A National Battle Playing Out in Wisconsin
The clash over Hong’s plan does not stand alone. Since 2021, at least 25 states have introduced bills to restrict gender-affirming medical care for minors, and most have moved some form of ban or limit into law. Human Rights Watch reports that a dozen states now bar Medicaid coverage for transgender youth seeking such care, cutting off public funding even where private options still exist. At the same time, sixteen states and the District of Columbia have passed “shield” laws and insurance mandates to protect gender-affirming care and require coverage, including through public programs. Wisconsin’s debate over taxpayer-funded care for minors sits right on this dividing line, making its 2026 governor’s race part of a larger national tug-of-war.
Under President Trump’s second term, the federal government has increased pressure on clinics and hospitals that provide gender transition care, including youth services. A group of state attorneys general, led by New York, has sued the Trump administration, claiming that federal investigations and funding threats are an intimidation campaign designed to shut down care even in states that protect it. As subpoenas and probes expand, some hospitals have closed their programs for minors, fearing legal and financial fallout. If Hong were elected and pushed Medicaid and BadgerCare to fully cover gender-affirming care for youth, she would be challenging not only a skeptical Wisconsin legislature but also a federal climate that is moving against such care.
Missing Details and the Bigger Trust Problem
Hong’s policy page lays out her values and broad goals, but it does not include a detailed funding plan or cost estimate for adding gender-affirming care for minors to a new Basic Health Plan. There is no fiscal note, actuarial report, or official state analysis showing how much these services would cost taxpayers or which treatments would be covered. Her claims about suicide and mental health risk refer to widely cited concerns but do not point to specific studies or guidelines from groups like the American Academy of Pediatrics. Likewise, critics offer strong moral and political objections but have not, in the available material, supplied primary-source medical evidence that directly disproves her medical-necessity claims.

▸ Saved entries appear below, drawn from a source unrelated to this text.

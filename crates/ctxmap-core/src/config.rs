use std::path::Path;

use serde::{Deserialize, Serialize};

use crate::error::MapError;
use crate::Result;

/// Top-level configuration loaded from `.ctxmap.toml`.
///
/// Supports layered resolution: CLI flags > local config > defaults.
///
/// # Examples
///
/// ```
/// use ctxmap_core::MapConfig;
///
/// let config = MapConfig::default();
/// assert_eq!(config.map.max_map_tokens, 8192);
/// assert_eq!(config.ranking.damping, 0.85);
/// ```
#[derive(Debug, Clone, Default, PartialEq, Serialize, Deserialize)]
pub struct MapConfig {
    /// File discovery and budget settings.
    #[serde(default)]
    pub map: MapSection,
    /// PageRank and boost settings.
    #[serde(default)]
    pub ranking: RankingConfig,
    /// Symbol navigation rendering settings.
    #[serde(default)]
    pub navigation: NavigationConfig,
}

impl MapConfig {
    /// Load configuration from a TOML file at `path`.
    ///
    /// # Errors
    ///
    /// Returns [`MapError::Io`] if the file cannot be read,
    /// [`MapError::Toml`] if the content is not valid TOML, or
    /// [`MapError::Config`] if a value is out of range.
    ///
    /// # Examples
    ///
    /// ```no_run
    /// use ctxmap_core::MapConfig;
    /// use std::path::Path;
    ///
    /// let config = MapConfig::from_file(Path::new(".ctxmap.toml")).unwrap();
    /// ```
    pub fn from_file(path: &Path) -> Result<Self> {
        let content = std::fs::read_to_string(path)?;
        Self::from_toml(&content)
    }

    /// Parse configuration from a TOML string.
    ///
    /// # Errors
    ///
    /// Returns [`MapError::Toml`] if parsing fails, or [`MapError::Config`]
    /// if a value is out of range.
    ///
    /// # Examples
    ///
    /// ```
    /// use ctxmap_core::MapConfig;
    ///
    /// let toml = r#"
    /// [map]
    /// max_map_tokens = 1024
    /// "#;
    /// let config = MapConfig::from_toml(toml).unwrap();
    /// assert_eq!(config.map.max_map_tokens, 1024);
    /// ```
    pub fn from_toml(content: &str) -> Result<Self> {
        let config: Self = toml::from_str(content)?;
        config.validate()?;
        Ok(config)
    }

    /// Check that numeric settings are in range.
    ///
    /// # Errors
    ///
    /// Returns [`MapError::Config`] describing the first invalid value.
    pub fn validate(&self) -> Result<()> {
        let r = &self.ranking;
        if !(r.damping > 0.0 && r.damping < 1.0) {
            return Err(MapError::Config(format!(
                "ranking.damping must be in (0, 1), got {}",
                r.damping
            )));
        }
        if r.tolerance.is_nan() || r.tolerance <= 0.0 {
            return Err(MapError::Config(format!(
                "ranking.tolerance must be positive, got {}",
                r.tolerance
            )));
        }
        if r.max_iterations == 0 {
            return Err(MapError::Config(
                "ranking.max_iterations must be at least 1".into(),
            ));
        }
        for (name, value) in [
            ("ranking.chat_seed_weight", r.chat_seed_weight),
            ("ranking.mention_boost", r.mention_boost),
            ("ranking.chat_file_boost", r.chat_file_boost),
        ] {
            if value.is_nan() || value < 0.0 {
                return Err(MapError::Config(format!(
                    "{name} must be non-negative, got {value}"
                )));
            }
        }
        Ok(())
    }
}

/// File discovery and token budget settings.
///
/// # Examples
///
/// ```
/// use ctxmap_core::MapSection;
///
/// let map = MapSection::default();
/// assert_eq!(map.max_file_size, 1_048_576);
/// assert!(!map.respect_gitignore);
/// assert!(map.excludes.is_empty());
/// ```
#[derive(Debug, Clone, PartialEq, Serialize, Deserialize)]
pub struct MapSection {
    /// Default token budget for `get_repo_map` (default: 8192).
    #[serde(default = "default_max_map_tokens")]
    pub max_map_tokens: usize,
    /// Files larger than this many bytes are skipped (default: 1 MiB).
    #[serde(default = "default_max_file_size")]
    pub max_file_size: u64,
    /// Honor `.gitignore` files while walking directories (default: false).
    #[serde(default)]
    pub respect_gitignore: bool,
    /// Extra exclusion patterns, added to the built-in defaults.
    #[serde(default)]
    pub excludes: Vec<String>,
}

fn default_max_map_tokens() -> usize {
    8192
}

fn default_max_file_size() -> u64 {
    1_048_576
}

impl Default for MapSection {
    fn default() -> Self {
        Self {
            max_map_tokens: default_max_map_tokens(),
            max_file_size: default_max_file_size(),
            respect_gitignore: false,
            excludes: Vec::new(),
        }
    }
}

/// PageRank and boost parameters.
///
/// # Examples
///
/// ```
/// use ctxmap_core::RankingConfig;
///
/// let ranking = RankingConfig::default();
/// assert_eq!(ranking.chat_seed_weight, 100.0);
/// assert_eq!(ranking.mention_boost * ranking.chat_file_boost, 200.0);
/// ```
#[derive(Debug, Clone, PartialEq, Serialize, Deserialize)]
pub struct RankingConfig {
    /// Probability of following an out-edge (default: 0.85).
    #[serde(default = "default_damping")]
    pub damping: f64,
    /// Personalization weight of a chat file relative to any other file (default: 100).
    #[serde(default = "default_chat_seed_weight")]
    pub chat_seed_weight: f64,
    /// Multiplier for tags whose name was mentioned (default: 10).
    #[serde(default = "default_mention_boost")]
    pub mention_boost: f64,
    /// Multiplier for tags defined in a chat file (default: 20).
    #[serde(default = "default_chat_file_boost")]
    pub chat_file_boost: f64,
    /// Upper bound on PageRank iterations (default: 100).
    #[serde(default = "default_max_iterations")]
    pub max_iterations: usize,
    /// Per-node convergence tolerance (default: 1e-6).
    #[serde(default = "default_tolerance")]
    pub tolerance: f64,
}

fn default_damping() -> f64 {
    0.85
}

fn default_chat_seed_weight() -> f64 {
    100.0
}

fn default_mention_boost() -> f64 {
    10.0
}

fn default_chat_file_boost() -> f64 {
    20.0
}

fn default_max_iterations() -> usize {
    100
}

fn default_tolerance() -> f64 {
    1e-6
}

impl Default for RankingConfig {
    fn default() -> Self {
        Self {
            damping: default_damping(),
            chat_seed_weight: default_chat_seed_weight(),
            mention_boost: default_mention_boost(),
            chat_file_boost: default_chat_file_boost(),
            max_iterations: default_max_iterations(),
            tolerance: default_tolerance(),
        }
    }
}

/// Symbol navigation rendering settings.
///
/// # Examples
///
/// ```
/// use ctxmap_core::NavigationConfig;
///
/// let nav = NavigationConfig::default();
/// assert_eq!(nav.definition_pad, 8);
/// assert_eq!(nav.reference_pad, 4);
/// assert!(nav.snippets);
/// ```
#[derive(Debug, Clone, PartialEq, Serialize, Deserialize)]
pub struct NavigationConfig {
    /// Context lines shown around each definition (default: 8).
    #[serde(default = "default_definition_pad")]
    pub definition_pad: usize,
    /// Context lines shown around each reference (default: 4).
    #[serde(default = "default_reference_pad")]
    pub reference_pad: usize,
    /// Attach the source line to every location (default: true).
    #[serde(default = "default_snippets")]
    pub snippets: bool,
}

fn default_definition_pad() -> usize {
    8
}

fn default_reference_pad() -> usize {
    4
}

fn default_snippets() -> bool {
    true
}

impl Default for NavigationConfig {
    fn default() -> Self {
        Self {
            definition_pad: default_definition_pad(),
            reference_pad: default_reference_pad(),
            snippets: default_snippets(),
        }
    }
}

This lack of clear, shared evidence feeds a broader frustration that crosses party lines. Many Americans on the right and left feel the government hides key facts, protects special interests, and uses culture-war issues to score points instead of solving problems. In the gender-care fight, parents see politicians arguing about ideology while families struggle with real fears — fear of kids taking their own lives, fear of kids making choices they later regret, fear of paying for care they do not believe in, and fear of being labeled hateful or reckless for asking hard questions. Whether voters see Hong as a defender of vulnerable youth or as a radical pushing untested policy, her campaign highlights a deeper worry: that the people in charge are turning children’s health into another battlefield in a war between elites, while ordinary families are left to pick up the pieces.